Shannon Cole watched him go. Then she bent above the discarded figure of little Tom-Tom, who lay on his back and goggled woodenly up at her. She put out a hand toward him, and her full raspberry-tinted lips trembled. Then she, too, left.
And old Bratton stole from his hiding, to where lay the dummy. Lifting it, he realized that here was what he wanted. Again he spoke aloud—he never held with the belief that talking to oneself is the second or third stage of insanity:
“Clever one, that Gascon. This thing’s anatomically perfect, even to the jointed fingers.” Thrusting his arm through the slit in the back, he explored the hollow body and head. “Space for organs—yes, every movement and reaction provided for—and a personality.”
He straightened up, the figure in his arms. “That’s it! That’s why I’ve failed! My figures were dead before they began, but this one has life!” He was muttering breathlessly. “It’s like a worn shoe, or an inhabited house, or a favorite chair. I don’t have to add the life force, I need only to stimulate what’s here.”
Ben Gascon, at the stage door, had telephoned for a taxi. He turned at the sound of approaching footsteps, and faced old Bratton, who carried Tom-Tom.
“Mr.
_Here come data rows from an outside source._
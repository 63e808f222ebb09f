use serde::{Deserialize, Serialize};

/// Field name used for problems that are not attributable to one input.
pub const GENERAL_FIELD: &str = "general";

/// A single problem found in a submitted bot configuration.
#[derive(Debug, Clone, PartialEq, Eq, Serialize, Deserialize)]
pub struct ValidationError {
    pub field: String,
    pub message: String,
}

impl ValidationError {
    pub fn new(field: impl Into<String>, message: impl Into<String>) -> Self {
        Self {
            field: field.into(),
            message: message.into(),
        }
    }

    pub fn general(message: impl Into<String>) -> Self {
        Self::new(GENERAL_FIELD, message)
    }
}

impl std::fmt::Display for ValidationError {
    fn fmt(&self, f: &mut std::fmt::Formatter<'_>) -> std::fmt::Result {
        write!(f, "{}: {}", self.field, self.message)
    }
}

#[cfg(test)]
mod tests {
    use super::*;
    use serde_json::json;

    fn sample() -> Vec<ValidationError> {
        vec![
            ValidationError::new("smallGrid", "Small Grid cannot be greater than Big Grid"),
            ValidationError::new("bigGrid", "Big Grid must be a positive integer"),
            ValidationError::new("bigGrid", "Small Grid cannot be greater than Big Grid"),
        ]
    }

    #[test]
    fn test_display() {
        let err = ValidationError::general("Invalid input values provided");
        assert_eq!(err.to_string(), "general: Invalid input values provided");
    }

    #[test]
    fn test_report_matches_schema() {
        let schema = json!({
            "type": "array",
            "items": {
                "type": "object",
                "properties": {
                    "field": { "type": "string" },
                    "message": { "type": "string" }
                },
                "required": ["field", "message"],
                "additionalProperties": false
            }
        });
        let report = serde_json::to_value(sample()).unwrap();
        assert!(jsonschema::is_valid(&schema, &report));
    }
}
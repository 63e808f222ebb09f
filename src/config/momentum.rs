use super::form_text;
use crate::model::ValidationError;
use crate::validation::momentum::validate_momentum_bot;
use serde::{Deserialize, Serialize};

/// Momentum bot form submission.
#[derive(Debug, Deserialize, Serialize, Clone, Default, PartialEq)]
#[serde(default, rename_all = "camelCase")]
pub struct MomentumBotConfig {
    #[serde(deserialize_with = "form_text")]
    pub base_symbol: String,
    pub symbols: Vec<String>,
    #[serde(deserialize_with = "form_text")]
    pub interval: String,
    #[serde(deserialize_with = "form_text")]
    pub number_of_days: String,
}

impl MomentumBotConfig {
    pub fn validate(&self) -> Vec<ValidationError> {
        validate_momentum_bot(self)
    }
}
//! Batch input: many grid form submissions in one CSV file.

use super::grid::GridBotConfig;
use crate::error::BotError;
use std::io::Read;
use std::path::Path;

/// Reads one `GridBotConfig` per CSV row. The header row names the fields
/// (`pair,strategy,lowerLimit,...`); columns may appear in any order and
/// unknown columns are ignored. An empty `dipPercentage` cell counts as absent.
pub fn load_grid_batch(path: impl AsRef<Path>) -> Result<Vec<GridBotConfig>, BotError> {
    let reader = csv::Reader::from_path(path.as_ref())?;
    let configs = read_rows(reader)?;
    log::info!(
        "Loaded {} grid submissions from '{}'",
        configs.len(),
        path.as_ref().display()
    );
    Ok(configs)
}

pub fn read_grid_batch<R: Read>(input: R) -> Result<Vec<GridBotConfig>, BotError> {
    read_rows(csv::Reader::from_reader(input))
}

fn read_rows<R: Read>(mut reader: csv::Reader<R>) -> Result<Vec<GridBotConfig>, BotError> {
    let headers = reader.headers()?.clone();
    let mut configs = Vec::new();
    for record in reader.records() {
        let record = record?;
        let mut config = GridBotConfig::from_fields(
            headers.iter().zip(record.iter()).map(|(k, v)| (k, v.to_string())),
        );
        if config
            .dip_percentage
            .as_deref()
            .is_some_and(|v| v.trim().is_empty())
        {
            config.dip_percentage = None;
        }
        configs.push(config);
    }
    Ok(configs)
}
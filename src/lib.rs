//! Validation and price-ladder generation for trading bot configurations.
//!
//! The entry point for grid bots is [`GridBotConfig::validate`], which returns
//! every problem found as a [`ValidationError`] instead of failing fast.

pub mod config;
pub mod constants;
pub mod error;
pub mod logging;
pub mod model;
pub mod strategy;
pub mod ui;
pub mod validation;

pub use config::dip::DipBotConfig;
pub use config::grid::{GridBotConfig, GridField};
pub use config::momentum::MomentumBotConfig;
pub use config::strategy::BotConfig;
pub use error::{BotError, LadderError, NumberParseError};
pub use model::ValidationError;
pub use strategy::ladder::{generate_price_ladder, PriceLadder};
pub use strategy::types::{GridStrategy, StepPercent};
pub use validation::grid::{validate_grid_bot, ParsedGridConfig};
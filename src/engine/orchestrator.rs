// ==========================================
// 生产进度对账系统 - 对账管线
// ==========================================
// 职责: 串联 清洗 -> 合并 -> 分类 -> 无效行剔除 的单次对账
// 红线: 无共享可变状态; 固定输入必产出固定输出 (幂等)
// ==========================================

use chrono::NaiveDateTime;
use tracing::{debug, info};

use crate::domain::alias::AliasBook;
use crate::domain::record::{ActualRecord, MasterCatalogEntry, MergedRecord, PlanRecord};
use crate::engine::classifier::ProgressClassifier;
use crate::engine::merger::ReconciliationMerger;
use crate::engine::plan_cleaner::PlanCleaner;

/// ReconciliationPipeline - 单日对账管线
pub struct ReconciliationPipeline {
    cleaner: PlanCleaner,
    merger: ReconciliationMerger,
    classifier: ProgressClassifier,
}

impl ReconciliationPipeline {
    pub fn new() -> Self {
        Self {
            cleaner: PlanCleaner::new(),
            merger: ReconciliationMerger::new(),
            classifier: ProgressClassifier::new(),
        }
    }

    /// 执行一次对账, 产出进度表行
    ///
    /// # 步骤
    /// 1. 计划名称清洗 (别名辞书 + 主数据识别)
    /// 2. 与聚合实绩外连接
    /// 3. 差异与进度状态判定 (now 注入)
    /// 4. 剔除无效行: 计划区间不完整且无实绩开始的行
    ///    (保留 = 计划开始/结束齐全, 或 无计划但有实绩开始)
    ///
    /// 输出顺序 = 合并顺序 (计划按输入序, 仅实绩键按首现序)。
    pub fn build_progress_table(
        &self,
        plans: &[PlanRecord],
        actuals: &[ActualRecord],
        catalog: &[MasterCatalogEntry],
        aliases: &AliasBook,
        now: NaiveDateTime,
    ) -> Vec<MergedRecord> {
        let cleaned = self.cleaner.clean(plans, catalog, aliases);
        let merged = self.merger.merge(&cleaned, actuals);
        let classified = self.classifier.classify(&merged, now);

        let before = classified.len();
        let retained: Vec<MergedRecord> = classified
            .into_iter()
            .filter(|row| {
                let planned_and_valid = row.has_full_planned_interval();
                let unplanned_but_valid = !row.has_plan() && row.has_actual_start();
                planned_and_valid || unplanned_but_valid
            })
            .collect();
        debug!(dropped = before - retained.len(), "invalid rows removed");

        info!(
            plan_rows = plans.len(),
            actual_rows = actuals.len(),
            result_rows = retained.len(),
            "progress table built"
        );
        retained
    }
}

impl Default for ReconciliationPipeline {
    fn default() -> Self {
        Self::new()
    }
}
Gascon—this dummy—”
“I’m through with him,” said Gascon shortly.
“Then, can I have him?”
Tom-Tom seemed to stare at Gascon. Was it mockery, or pleading, in those bulging eyes?
“Take him and welcome,” said Gascon, and strode out to wait for his taxi.
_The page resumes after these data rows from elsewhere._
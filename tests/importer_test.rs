// ==========================================
// 导入层 / 别名存取 集成测试
// ==========================================
// 使用 tempfile 生成落地文件


use std::fs;
use std::path::PathBuf;

use production_progress::importer::{
    export_alias_book, import_alias_book, load_catalog, load_plan, load_results, ImportError,
};
use production_progress::repository::{load_alias_book, save_alias_book};
use production_progress::{AliasBook, AliasEntry};
use tempfile::TempDir;
use test_helpers::{dt, target_date};

fn write_file(dir: &TempDir, name: &str, content: &str) -> PathBuf {
    let path = dir.path().join(name);
    fs::write(&path, content).expect("write fixture");
    path
}

// ==========================================
// 计划 CSV
// ==========================================

#[test]
fn test_load_plan_filters_and_parses() {
    let dir = TempDir::new().unwrap();
    let path = write_file(
        &dir,
        "plan.csv",
        "日付,開始時間,終了時間,ライン,顧客名（型替え）,商品名（型の名前）,予定数量\n\
         2026-08-07,09:00,10:00,L1,ＡＢＣ商事,Widget-X,100\n\
         2026-08-08,09:00,10:00,L1,別日の行,Widget-X,50\n\
         2026-08-07,,10:00,L1,開始なし,Widget-X,10\n\
         2026-08-07,13:00,14:00,L2,DEF工業,Gadget-Z,abc\n",
    );

    let plans = load_plan(&path, target_date()).unwrap();
    // 非对象日与缺开始时刻的行被剔除
    assert_eq!(plans.len(), 2);
    assert_eq!(plans[0].customer_name, "ＡＢＣ商事");
    assert_eq!(plans[0].planned_start, Some(dt(9, 0)));
    assert_eq!(plans[0].planned_end, Some(dt(10, 0)));
    assert_eq!(plans[0].planned_quantity, Some(100.0));
    // 数量非数值 -> None
    assert_eq!(plans[1].planned_quantity, None);
}

#[test]
fn test_load_plan_missing_file_is_error() {
    let result = load_plan(&PathBuf::from("/nonexistent/plan.csv"), target_date());
    assert!(matches!(result, Err(ImportError::FileNotFound(_))));
}

#[test]
fn test_unsupported_extension_rejected() {
    let dir = TempDir::new().unwrap();
    let path = write_file(&dir, "plan.txt", "x");
    let result = load_plan(&path, target_date());
    assert!(matches!(result, Err(ImportError::UnsupportedFormat(_))));
}

// ==========================================
// 实绩 CSV (editSessions JSON)
// ==========================================

#[test]
fn test_load_results_parses_sessions() {
    let dir = TempDir::new().unwrap();
    let path = write_file(
        &dir,
        "records.csv",
        "line,customer,product,actualQuantity,date,editSessions\n\
         L1,ABC商事,Widget-X,95,2026-08-07,\"[{\"\"startTime\"\":\"\"09:10\"\",\"\"endTime\"\":\"\"10:20\"\"}]\"\n\
         L2,DEF工業,Gadget-Z,10,2026-08-07,壊れたJSON\n\
         L1,別日,Widget-X,5,2026-08-06,\"[]\"\n",
    );

    let records = load_results(&path, target_date()).unwrap();
    assert_eq!(records.len(), 2);

    assert_eq!(records[0].sessions.len(), 1);
    assert_eq!(records[0].sessions[0].start, dt(9, 10));
    assert_eq!(records[0].sessions[0].end, dt(10, 20));
    assert_eq!(records[0].quantity, Some(95.0));

    // 解析失败的 editSessions 退化为空列表 (不报错)
    assert!(records[1].sessions.is_empty());
    assert_eq!(records[1].quantity, Some(10.0));
}

// ==========================================
// 产品主数据 CSV
// ==========================================

#[test]
fn test_load_catalog_maps_japanese_headers() {
    let dir = TempDir::new().unwrap();
    let path = write_file(
        &dir,
        "master.csv",
        "ライン,お客様,商品名\n\
         L1,ABC商事,Widget-X\n\
         L2,DEF工業,Gadget-Z\n\
         ,,\n",
    );

    let catalog = load_catalog(&path).unwrap();
    assert_eq!(catalog.len(), 2);
    assert_eq!(catalog[0].line, "L1");
    assert_eq!(catalog[0].customer_name, "ABC商事");
    assert_eq!(catalog[1].product_name, "Gadget-Z");
}

// ==========================================
// 别名辞书 JSON 存取
// ==========================================

#[test]
fn test_alias_store_missing_file_is_empty_book() {
    let dir = TempDir::new().unwrap();
    let book = load_alias_book(&dir.path().join("absent.json")).unwrap();
    assert!(book.is_empty());
}

#[test]
fn test_alias_store_roundtrip_keeps_order() {
    let dir = TempDir::new().unwrap();
    let path = dir.path().join("name_master.json");

    let book = AliasBook {
        customers: vec![
            AliasEntry::new("乙社", &["おつ", "OTSU"]),
            AliasEntry::new("甲社", &[]),
        ],
        products: vec![AliasEntry::new("Widget-X", &["WX"])],
    };
    save_alias_book(&book, &path).unwrap();

    let loaded = load_alias_book(&path).unwrap();
    assert_eq!(loaded, book);
    assert_eq!(loaded.customers[0].canonical, "乙社");
}

// ==========================================
// 别名辞书 CSV 往返
// ==========================================

#[test]
fn test_alias_csv_roundtrip() {
    let dir = TempDir::new().unwrap();
    let path = dir.path().join("name_master_editor.csv");

    let book = AliasBook {
        customers: vec![
            AliasEntry::new("ABC商事", &["ＡＢＣ", "エービーシー"]),
            AliasEntry::new("別名なし社", &[]),
        ],
        products: vec![AliasEntry::new("Widget-X", &["WX"])],
    };

    export_alias_book(&book, &path).unwrap();
    let imported = import_alias_book(&path).unwrap();
    assert_eq!(imported, book);
}

#[test]
fn test_alias_csv_unknown_category_rejected() {
    let dir = TempDir::new().unwrap();
    let path = write_file(
        &dir,
        "broken.csv",
        "category,canonical,alias\nmachine,X-1,\n",
    );
    let result = import_alias_book(&path);
    assert!(matches!(result, Err(ImportError::CsvParseError(_))));
}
When old Bratton finished his cleaning that night, he carried away a bulky bundle wrapped in newspapers. He returned to his lodgings, but not to eat or sleep. First he filled the emptiness of Tom-Tom’s head and body with the best items culled from his unsuccessful robots—a cunning brain-device, all intricate wiring and radiating tubes set in a mass of synthetic plasm; a complex system of wheels, switches and tubes, in the biggest hollow where a heart, lungs and stomach should be; special wires, of his own alloy, connecting to the ingenious muscles of rubberette that Ben Gascon had devised for Tom-Tom’s arms, legs and fingers; a jointed spinal column of aluminum; an artificial voice-box just inside the moveable jaws; and wondrous little marble-shaped camera developments for eyes, in place of the moveable mockeries in Tom-Tom’s sockets.
It was almost dawn before old Bratton stitched up the slit in the back of Tom-Tom’s little checked shirt, and laid the completed creation upon the bedlike slab that was midmost of his great fabric of machinery in the rear room. To Tom-Tom’s wrists, ankles, and throat he clamped the leads of powerful terminals. With a gingerly care like that of a surgeon at a delicate operation, he advanced a switch so as to throw the right amount of current into play.